La Huasteca huele a naranja

Después de la lluvia y frío en el desierto llegamos a lo que son las primeras señales de selva, clima húmedo y caluroso, abundancia en especies de animales y plantas, abundancia de agua, cascadas gigantes, frutales en el bosque, plataneros, mangueros, flores de todos tipos y un sonido constante de pájaros e insectos…. es La Huasteca Potosina.

Fueron muchxs los que nos hablaron de este lugar pero, cortxs se quedaron al describirnos su belleza.

Aquí llegamos desde el desierto, donde llovía y hacia frío, a la húmeda montaña, donde pudimos volver a guardar las chaquetas.

hemos estado varios días pendientes de la perra, ha estado muy débil después de la operación de esterilización y con miedo,acostumnrandose a la vida de coche y viaje, pero ya empieza a sentirse mejor , más feliz , después de mucho amor.
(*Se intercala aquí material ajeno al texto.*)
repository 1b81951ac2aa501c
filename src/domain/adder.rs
//! Positional addition of two digit chains with carry propagation.

use tracing::trace;

use crate::domain::chain::{DigitChain, DigitNode};

const BASE: u64 = 10;

/// Add two numbers stored as least-significant-digit-first chains.
///
/// Takes ownership of both operands:
/// - both absent: the result is absent
/// - one absent: the other chain is handed back as is, same nodes, no allocation
/// - both present: a new chain is built and the operands are dropped unmodified
///
/// The result has `max(len(l1), len(l2))` digits, plus one when the final carry
/// runs past the longer operand.
pub fn add_two_numbers(l1: DigitChain, l2: DigitChain) -> DigitChain {
    match (l1, l2) {
        (None, None) => None,
        (Some(l1), None) => Some(l1),
        (None, Some(l2)) => Some(l2),
        (Some(l1), Some(l2)) => sum_digits(&l1, &l2),
    }
}

/// Borrowing variant of [`add_two_numbers`].
///
/// The result never shares nodes with the operands: a lone present operand is
/// deep-copied.
pub fn add_chains(a: &DigitChain, b: &DigitChain) -> DigitChain {
    match (a.as_deref(), b.as_deref()) {
        (None, None) => None,
        (Some(_), None) => a.clone(),
        (None, Some(_)) => b.clone(),
        (Some(a), Some(b)) => sum_digits(a, b),
    }
}

fn sum_digits(a: &DigitNode, b: &DigitNode) -> DigitChain {
    let mut head: DigitChain = None;
    let mut tail = &mut head;
    let mut left = Some(a);
    let mut right = Some(b);
    let mut carry: u64 = 0;
    let mut positions = 0usize;

    while left.is_some() || right.is_some() {
        let total = carry
            + left.map_or(0, |node| u64::from(node.val))
            + right.map_or(0, |node| u64::from(node.val));
        tail = &mut tail
            .insert(Box::new(DigitNode::new((total % BASE) as u32)))
            .next;
        carry = total / BASE;
        left = left.and_then(|node| node.next.as_deref());
        right = right.and_then(|node| node.next.as_deref());
        positions += 1;
    }

    // carry < u32::MAX holds for any pair of u32 node values
    if carry > 0 {
        *tail = Some(Box::new(DigitNode::new(carry as u32)));
    }
    trace!(positions, carry, "summed digit chains");
    head
}

#[cfg(test)]
mod tests {
    use super::*;
    use crate::domain::chain::{chain_from_digits, chain_from_iter, chain_len, chain_to_digits};

    fn add(a: &[u32], b: &[u32]) -> Vec<u32> {
        chain_to_digits(&add_two_numbers(
            chain_from_digits(a),
            chain_from_digits(b),
        ))
    }

    #[test]
    fn given_equal_length_operands_when_adding_then_carries_between_digits() {
        assert_eq!(add(&[2, 4, 3], &[5, 6, 4]), vec![7, 0, 8]);
    }

    #[test]
    fn given_zeros_when_adding_then_single_zero() {
        assert_eq!(add(&[0], &[0]), vec![0]);
    }

    #[test]
    fn given_uneven_operands_when_adding_then_final_carry_appended() {
        assert_eq!(
            add(&[9, 9, 9, 9, 9, 9, 9], &[9, 9, 9, 9]),
            vec![8, 9, 9, 9, 0, 0, 0, 1]
        );
    }

    #[test]
    fn given_absent_left_when_adding_then_right_nodes_returned_unchanged() {
        let b = chain_from_digits(&[1, 2, 3]);
        let b_head: *const DigitNode = b.as_deref().unwrap();

        let result = add_two_numbers(None, b);

        let result_head: *const DigitNode = result.as_deref().unwrap();
        assert_eq!(result_head, b_head);
        assert_eq!(chain_to_digits(&result), vec![1, 2, 3]);
    }

    #[test]
    fn given_absent_right_when_adding_then_left_nodes_returned_unchanged() {
        let a = chain_from_digits(&[4, 5]);
        let a_head: *const DigitNode = a.as_deref().unwrap();

        let result = add_two_numbers(a, None);

        let result_head: *const DigitNode = result.as_deref().unwrap();
        assert_eq!(result_head, a_head);
    }

    #[test]
    fn given_both_absent_when_adding_then_absent() {
        assert!(add_two_numbers(None, None).is_none());
        assert!(add_chains(&None, &None).is_none());
    }

    #[test]
    fn given_absent_operand_when_borrowing_add_then_result_is_a_copy() {
        let b = chain_from_digits(&[1, 2, 3]);
        let result = add_chains(&None, &b);
        assert_eq!(result, b);
        assert!(!std::ptr::eq(
            result.as_deref().unwrap(),
            b.as_deref().unwrap()
        ));
    }

    #[test]
    fn given_borrowed_operands_when_adding_then_operands_untouched() {
        let a = chain_from_digits(&[9, 9]);
        let b = chain_from_digits(&[1]);
        let sum = add_chains(&a, &b);
        assert_eq!(chain_to_digits(&sum), vec![0, 0, 1]);
        assert_eq!(chain_to_digits(&a), vec![9, 9]);
        assert_eq!(chain_to_digits(&b), vec![1]);
    }

    #[test]
    fn given_out_of_range_values_when_adding_then_arithmetic_stays_consistent() {
        // 10 at position 0 and 25 at position 0: 35 -> digit 5, carry 3
        assert_eq!(add(&[10], &[25]), vec![5, 3]);
        // terminal carry node keeps the whole carry
        assert_eq!(add(&[150], &[0]), vec![0, 15]);
    }

    #[test]
    fn given_max_node_values_when_adding_then_no_overflow() {
        let sum = add(&[u32::MAX, u32::MAX], &[u32::MAX]);
        let value = sum
            .iter()
            .rev()
            .fold(0u128, |acc, &d| acc * 10 + u128::from(d));
        assert_eq!(value, 12 * u128::from(u32::MAX));
        assert!(sum[..2].iter().all(|&d| d <= 9));
    }

    #[test]
    fn given_million_digit_operands_when_adding_then_iterates_without_recursion() {
        let a = chain_from_iter(std::iter::repeat(9).take(1_000_000));
        let b = chain_from_digits(&[1]);
        let sum = add_two_numbers(a, b);
        assert_eq!(chain_len(&sum), 1_000_001);
    }
}
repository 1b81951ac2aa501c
//! Shared helpers

pub mod testing;
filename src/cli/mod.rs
//! CLI layer: argument parsing and command dispatch

pub mod args;
pub mod commands;
pub mod error;
pub mod output;

pub use args::{Cli, Commands};
pub use error::{CliError, CliResult};
//! Add numbers stored as least-significant-digit-first chains of decimal digits.
//!
//! The core is [`add_two_numbers`]; the remaining layers load settings, run
//! `testcases.json` files against the adder and expose everything through the
//! `digitchain` command line tool.

pub mod application;
pub mod cli;
pub mod config;
pub mod domain;
pub mod exitcode;
pub mod infrastructure;
pub mod util;

pub use domain::{add_chains, add_two_numbers, DigitChain, DigitNode};
//! CLI argument definitions using clap

use std::path::PathBuf;

use clap::{ArgAction, Parser, Subcommand, ValueHint};

use crate::config::OutputFormat;

/// Add numbers stored as reversed digit chains, and run JSON test-case files against the adder
#[derive(Parser, Debug)]
#[command(name = "digitchain")]
#[command(author, version, about, long_about = None)]
#[command(propagate_version = true)]
pub struct Cli {
    /// Increase log verbosity (-v info, -vv debug, -vvv trace)
    #[arg(short, long, global = true, action = ArgAction::Count)]
    pub verbose: u8,

    /// Project directory (default: cwd)
    #[arg(short = 'C', long, global = true, value_hint = ValueHint::DirPath)]
    pub project_dir: Option<PathBuf>,

    /// Output format (overrides config)
    #[arg(long, global = true, value_enum)]
    pub format: Option<OutputFormat>,

    #[command(subcommand)]
    pub command: Option<Commands>,
}

#[derive(Subcommand, Debug)]
pub enum Commands {
    /// Add two numbers
    Add {
        /// First operand (decimal, or digit list with --lsd)
        a: String,
        /// Second operand (decimal, or digit list with --lsd)
        b: String,
        /// Operands are least-significant-first digit lists, e.g. "2,4,3"; "" is the absent chain
        #[arg(long)]
        lsd: bool,
    },

    /// Run testcases.json files against the adder
    Run {
        /// Case files (default: discover under problems_dir)
        #[arg(value_hint = ValueHint::FilePath)]
        files: Vec<PathBuf>,
        /// Problems directory to discover case files in (overrides config)
        #[arg(short, long, conflicts_with = "files", value_hint = ValueHint::DirPath)]
        dir: Option<PathBuf>,
    },

    /// Manage settings
    Config {
        #[command(subcommand)]
        command: ConfigCommands,
    },

    /// Generate shell completions
    Completion {
        /// Shell type
        #[arg(value_enum)]
        shell: clap_complete::Shell,
    },
}

#[derive(Subcommand, Debug)]
pub enum ConfigCommands {
    /// Show merged config
    Show,

    /// Show config paths
    Path,

    /// Create config template
    Init {
        /// Create global config
        #[arg(short, long)]
        global: bool,
        /// Overwrite an existing file
        #[arg(short, long)]
        force: bool,
    },
}
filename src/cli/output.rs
//! Terminal output formatting with colors
//!
//! Respects NO_COLOR, CLICOLOR, CLICOLOR_FORCE automatically.

use colored::Colorize;

/// Print error (red bold "error:" prefix) to stderr
pub fn error(msg: &(impl std::fmt::Display + ?Sized)) {
    eprintln!("{}: {}", "error".red().bold(), msg);
}

/// Print warning (yellow "Warning:" prefix) to stderr
pub fn warning(msg: &(impl std::fmt::Display + ?Sized)) {
    eprintln!("{}: {}", "Warning".yellow(), msg);
}

/// Print success status indented (green checkmark with leading spaces)
pub fn success_detail(msg: &(impl std::fmt::Display + ?Sized)) {
    println!("  {} {}", "✓".green(), msg);
}

/// Print failure status (red X, indented)
pub fn failure(msg: &(impl std::fmt::Display + ?Sized)) {
    println!("  {} {}", "✗".red(), msg);
}

/// Print completed action (green label)
pub fn action(label: &str, msg: &(impl std::fmt::Display + ?Sized)) {
    println!("{}: {}", label.green(), msg);
}

/// Print section header (cyan bold)
pub fn header(msg: &(impl std::fmt::Display + ?Sized)) {
    println!("{}", msg.to_string().cyan().bold());
}

/// Print indented detail (no color)
pub fn detail(msg: &(impl std::fmt::Display + ?Sized)) {
    println!("  {}", msg);
}

/// Print plain output (no color, for data)
pub fn info(msg: &(impl std::fmt::Display + ?Sized)) {
    println!("{}", msg);
}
Después de dos dias de viaje desde el desierto llegamos a Xilitla un precioso pueblito de calles empinadas, algo turístico, se hizo muy famoso por “el jardin surrealista”, construido en los años 50 por Edward James, un poeta y artista inglés, con sangre y dinero de la familia real inglesa, que se enamoró de esta zona de México y experimentó arquitectonicamente en 20 hectáreas de selva potosina.

L

legamos hasta aquí, para participar de un proyecto que encontramos en “workaway” que me parecía interesante, para quien no sepa de workaway, se trata de una plataforma de Internet donde puedes encontrar proyectos, para hacer voluntariado, a cambio recibes alojamiento y comida, es una manera genial de conocer la gente y la cultura del lugar más a fondo, viajar barato, y aprender sobre lo que sea de que se trate el proyecto.

Este en concreto, trataba de construir una casa en la montaña con materiales orgánicos, ladrillos de barro, techo tradicional de paja etc.
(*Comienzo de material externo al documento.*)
//! Command dispatch: turns parsed arguments into service calls and prints results

use std::env;
use std::io;
use std::path::{Path, PathBuf};

use clap::CommandFactory;
use serde::Serialize;
use tracing::{debug, instrument};

use crate::application::services::{FileReport, RunReport};
use crate::cli::args::{Cli, Commands, ConfigCommands};
use crate::cli::error::{CliError, CliResult};
use crate::cli::output;
use crate::config::{global_config_path, local_config_path, OutputFormat, Settings};
use crate::domain::{
    add_two_numbers, chain_to_digits, parse_decimal, parse_digit_list, to_decimal,
    validate_digits, DigitChain,
};
use crate::infrastructure::di::ServiceContainer;
use crate::infrastructure::InfraError;

/// Result of the `add` command.
#[derive(Debug, Clone, PartialEq, Eq, Serialize)]
pub struct AddOutcome {
    pub a: Vec<u32>,
    pub b: Vec<u32>,
    /// Sum digits, least significant first; `None` when both operands are absent
    pub sum: Option<Vec<u32>>,
    pub decimal: Option<String>,
}

pub fn execute_command(cli: &Cli) -> CliResult<()> {
    let project_dir = resolve_project_dir(cli.project_dir.as_deref())?;
    let mut settings = Settings::load(Some(&project_dir))?;
    if let Some(format) = cli.format {
        settings.output = format;
    }
    debug!("settings: {:?}", settings);
    let container = ServiceContainer::new(settings);

    match &cli.command {
        Some(Commands::Add { a, b, lsd }) => cmd_add(&container, a, b, *lsd),
        Some(Commands::Run { files, dir }) => cmd_run(&container, files, dir.as_deref()),
        Some(Commands::Config { command }) => cmd_config(&container, &project_dir, command),
        Some(Commands::Completion { shell }) => {
            let mut cmd = Cli::command();
            let name = cmd.get_name().to_string();
            clap_complete::generate(*shell, &mut cmd, name, &mut io::stdout());
            Ok(())
        }
        None => Err(CliError::Usage("no command given, see --help".to_string())),
    }
}

fn resolve_project_dir(project_dir: Option<&Path>) -> CliResult<PathBuf> {
    match project_dir {
        Some(dir) if dir.is_dir() => Ok(dir.to_path_buf()),
        Some(dir) => Err(CliError::InvalidArgs(format!(
            "project directory does not exist: {}",
            dir.display()
        ))),
        None => env::current_dir()
            .map_err(|e| CliError::Infra(InfraError::io("read current directory", e))),
    }
}

/// Parse both operands and add them.
pub fn add_operands(a: &str, b: &str, lsd: bool, strict: bool) -> CliResult<AddOutcome> {
    let parse = |text: &str| -> CliResult<DigitChain> {
        let chain = if lsd {
            parse_digit_list(text)?
        } else {
            parse_decimal(text)?
        };
        if strict {
            validate_digits(&chain)?;
        }
        Ok(chain)
    };
    let left = parse(a)?;
    let right = parse(b)?;
    let (a_digits, b_digits) = (chain_to_digits(&left), chain_to_digits(&right));

    let sum = add_two_numbers(left, right);
    let decimal = sum.as_ref().map(|_| to_decimal(&sum));
    Ok(AddOutcome {
        a: a_digits,
        b: b_digits,
        sum: sum.as_ref().map(|_| chain_to_digits(&sum)),
        decimal,
    })
}

#[instrument(skip(container))]
fn cmd_add(container: &ServiceContainer, a: &str, b: &str, lsd: bool) -> CliResult<()> {
    let outcome = add_operands(a, b, lsd, container.settings.strict_digits)?;

    match container.settings.output {
        OutputFormat::Json => output::info(&serde_json::to_string_pretty(&outcome)?),
        OutputFormat::Text => match (&outcome.sum, &outcome.decimal) {
            (Some(sum), Some(decimal)) => {
                output::action("digits", &format_digits(sum));
                output::action("value", decimal);
            }
            _ => output::action("digits", "(absent)"),
        },
    }
    Ok(())
}

fn format_digits(digits: &[u32]) -> String {
    format!("{:?}", digits)
}

#[instrument(skip(container))]
fn cmd_run(container: &ServiceContainer, files: &[PathBuf], dir: Option<&Path>) -> CliResult<()> {
    let runner = container.case_runner();

    let paths = if files.is_empty() {
        let dir = dir.unwrap_or(container.settings.problems_dir.as_path());
        runner.discover(dir)?
    } else {
        files.to_vec()
    };
    if paths.is_empty() {
        output::warning("no testcases.json files found");
        return Ok(());
    }

    let report = runner.run_all(&paths)?;
    match container.settings.output {
        OutputFormat::Json => output::info(&serde_json::to_string_pretty(&report)?),
        OutputFormat::Text => print_report(&report),
    }

    if report.is_success() {
        Ok(())
    } else {
        Err(CliError::CasesFailed {
            failed: report.failed(),
        })
    }
}

fn print_report(report: &RunReport) {
    for file in &report.files {
        print_file_report(file);
    }
    output::info(&format!(
        "{} passed, {} failed",
        report.passed(),
        report.failed()
    ));
}

fn print_file_report(file: &FileReport) {
    output::header(&format!("{} ({})", file.path.display(), file.function));
    for outcome in &file.outcomes {
        let label = format!("case_{}", outcome.index);
        if outcome.passed {
            output::success_detail(&label);
        } else if let Some(error) = &outcome.error {
            output::failure(&format!("{label}: {error}"));
        } else {
            output::failure(&format!(
                "{label}: expected {}, got {}",
                format_digits(outcome.expected.as_deref().unwrap_or_default()),
                format_digits(outcome.actual.as_deref().unwrap_or_default()),
            ));
        }
    }
}

fn cmd_config(
    container: &ServiceContainer,
    project_dir: &Path,
    command: &ConfigCommands,
) -> CliResult<()> {
    match command {
        ConfigCommands::Show => {
            output::info(&container.settings.to_toml()?);
            Ok(())
        }
        ConfigCommands::Path => {
            let global = global_config_path();
            let local = local_config_path(project_dir);
            match &global {
                Some(path) => output::action("global", &describe_path(container, path)),
                None => output::action("global", "(no config directory)"),
            }
            output::action("local", &describe_path(container, &local));
            Ok(())
        }
        ConfigCommands::Init { global, force } => {
            let path = if *global {
                global_config_path().ok_or_else(|| {
                    CliError::Usage("cannot determine global config directory".to_string())
                })?
            } else {
                local_config_path(project_dir)
            };
            if container.fs.exists(&path) && !force {
                return Err(CliError::Usage(format!(
                    "config already exists: {} (use --force to overwrite)",
                    path.display()
                )));
            }
            container
                .fs
                .ensure_parent(&path)
                .map_err(|e| InfraError::io_at("create parent of", &path, e))?;
            container
                .fs
                .write(&path, &Settings::template())
                .map_err(|e| InfraError::io_at("write", &path, e))?;
            output::action("Created", &path.display());
            output::detail("edit the file to change defaults");
            Ok(())
        }
    }
}

fn describe_path(container: &ServiceContainer, path: &Path) -> String {
    if container.fs.exists(path) {
        path.display().to_string()
    } else {
        format!("{} (not found)", path.display())
    }
}

#[cfg(test)]
mod tests {
    use super::*;

    #[test]
    fn given_decimal_operands_when_adding_then_sum_reported_both_ways() {
        let outcome = add_operands("342", "465", false, true).unwrap();
        assert_eq!(outcome.a, vec![2, 4, 3]);
        assert_eq!(outcome.sum, Some(vec![7, 0, 8]));
        assert_eq!(outcome.decimal.as_deref(), Some("807"));
    }

    #[test]
    fn given_lsd_lists_with_absent_operand_when_adding_then_other_returned() {
        let outcome = add_operands("", "1,2,3", true, true).unwrap();
        assert!(outcome.a.is_empty());
        assert_eq!(outcome.sum, Some(vec![1, 2, 3]));
        assert_eq!(outcome.decimal.as_deref(), Some("321"));
    }

    #[test]
    fn given_both_absent_when_adding_then_no_sum() {
        let outcome = add_operands("[]", "", true, true).unwrap();
        assert_eq!(outcome.sum, None);
        assert_eq!(outcome.decimal, None);
    }

    #[test]
    fn given_out_of_range_lsd_digit_when_strict_then_rejected() {
        let err = add_operands("12", "1", true, true).unwrap_err();
        assert_eq!(err.exit_code(), crate::exitcode::DATAERR);

        let lenient = add_operands("12", "1", true, false).unwrap();
        assert_eq!(lenient.sum, Some(vec![3, 1]));
    }

    #[test]
    fn given_missing_project_dir_when_resolving_then_invalid_args() {
        let err = resolve_project_dir(Some(Path::new("/definitely/not/here"))).unwrap_err();
        assert!(matches!(err, CliError::InvalidArgs(_)));
    }
}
Aunque finalmente, el proyecto ahora mismo anda algo parado pero pudimos igualmente dormir y vivir en el espacio.La casita se encuentra en un gran terreno con un jardín salvaje, en los alrededores hay mucha agua, manantiales y pozas , al salir el sol se empiezan a escuchar todos los animales despertando, el zumbido de las abejas, los pájaros aleteando, luego empiezan, más aletargados los animales domesticados, los gallos aún subidos a las ramas del níspero, las vacas a lo lejos repitiendo su mantra…

Todo esto acontece mientras, desde la cama vemos como el sol llega a este nuevo día.
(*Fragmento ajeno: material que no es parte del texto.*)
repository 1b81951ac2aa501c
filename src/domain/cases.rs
//! Test-case file model
//!
//! A case file names the function under test and lists input/output pairs:
//!
//! ```json
//! {
//!   "function": "addTwoNumbers",
//!   "paramTypes": ["ListNode", "ListNode"],
//!   "returnType": "ListNode",
//!   "cases": [{ "input": [[2, 4, 3], [5, 6, 4]], "output": [7, 0, 8] }]
//! }
//! ```

use serde::{Deserialize, Serialize};
use serde_json::Value;

use crate::domain::chain::{chain_from_digits, DigitChain};
use crate::domain::error::DomainError;

/// Type tag marking a JSON array that stands for a digit chain.
pub const LIST_NODE: &str = "ListNode";

/// Contents of a `testcases.json` file.
#[derive(Debug, Clone, PartialEq, Serialize, Deserialize)]
#[serde(rename_all = "camelCase")]
pub struct CaseFile {
    pub function: String,
    #[serde(default)]
    pub param_types: Vec<String>,
    #[serde(default)]
    pub return_type: String,
    pub cases: Vec<Case>,
}

/// A single input/output pair.
#[derive(Debug, Clone, PartialEq, Serialize, Deserialize)]
pub struct Case {
    pub input: Vec<Value>,
    #[serde(default)]
    pub output: Value,
}

impl CaseFile {
    /// Whether the declared return type is a digit chain (or left unspecified).
    pub fn returns_chain(&self) -> bool {
        self.return_type.is_empty() || self.return_type == LIST_NODE
    }
}

impl Case {
    /// Decode the two operands of a binary chain function.
    ///
    /// Parameters without a declared type are treated as chains.
    pub fn chain_operands(
        &self,
        param_types: &[String],
    ) -> Result<(DigitChain, DigitChain), DomainError> {
        if self.input.len() != 2 {
            return Err(DomainError::MalformedCase {
                message: format!("expected 2 inputs, found {}", self.input.len()),
            });
        }
        for (index, declared) in param_types.iter().enumerate().take(2) {
            if declared != LIST_NODE {
                return Err(DomainError::MalformedCase {
                    message: format!("parameter {index} is declared as {declared}, expected {LIST_NODE}"),
                });
            }
        }

        let a = json_to_digits(&self.input[0], "input 0")?;
        let b = json_to_digits(&self.input[1], "input 1")?;
        Ok((chain_from_digits(&a), chain_from_digits(&b)))
    }

    /// Expected result digits; `null` and `[]` both mean the absent chain.
    pub fn expected_digits(&self) -> Result<Vec<u32>, DomainError> {
        json_to_digits(&self.output, "output")
    }
}

fn json_to_digits(value: &Value, what: &str) -> Result<Vec<u32>, DomainError> {
    match value {
        Value::Null => Ok(Vec::new()),
        Value::Array(items) => items
            .iter()
            .enumerate()
            .map(|(position, item)| {
                item.as_u64()
                    .and_then(|n| u32::try_from(n).ok())
                    .ok_or_else(|| DomainError::MalformedCase {
                        message: format!("{what}: entry {position} is not a digit: {item}"),
                    })
            })
            .collect(),
        other => Err(DomainError::MalformedCase {
            message: format!("{what}: expected an array of digits, found {other}"),
        }),
    }
}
Cada día al después de despertarte con ese espectáculo tocaba, encender el fuego para cocinar, cosa que podía tomar horas, y mucha atención para que el fuego no se apagara, ¡que bonito reaprender el esperar!, poner conciencia sólo a una tarea, dejar que las cosas tengan sus ritmos y no imponer el ritmo acelerado de nuestra sociedad capitalista que necesita microondas para que el tiempo que dedicamos a la alimentación sea lo más fugaz posible.

Atrapadas nos quedamos en la huasteca por cerca de un mes, ya que, esconde una magia especial, una naturaleza exuberante, mucha fruta y comidas deliciosas… muchas plantas medicinales, y personas bellísimas que te acojen con mucho amor.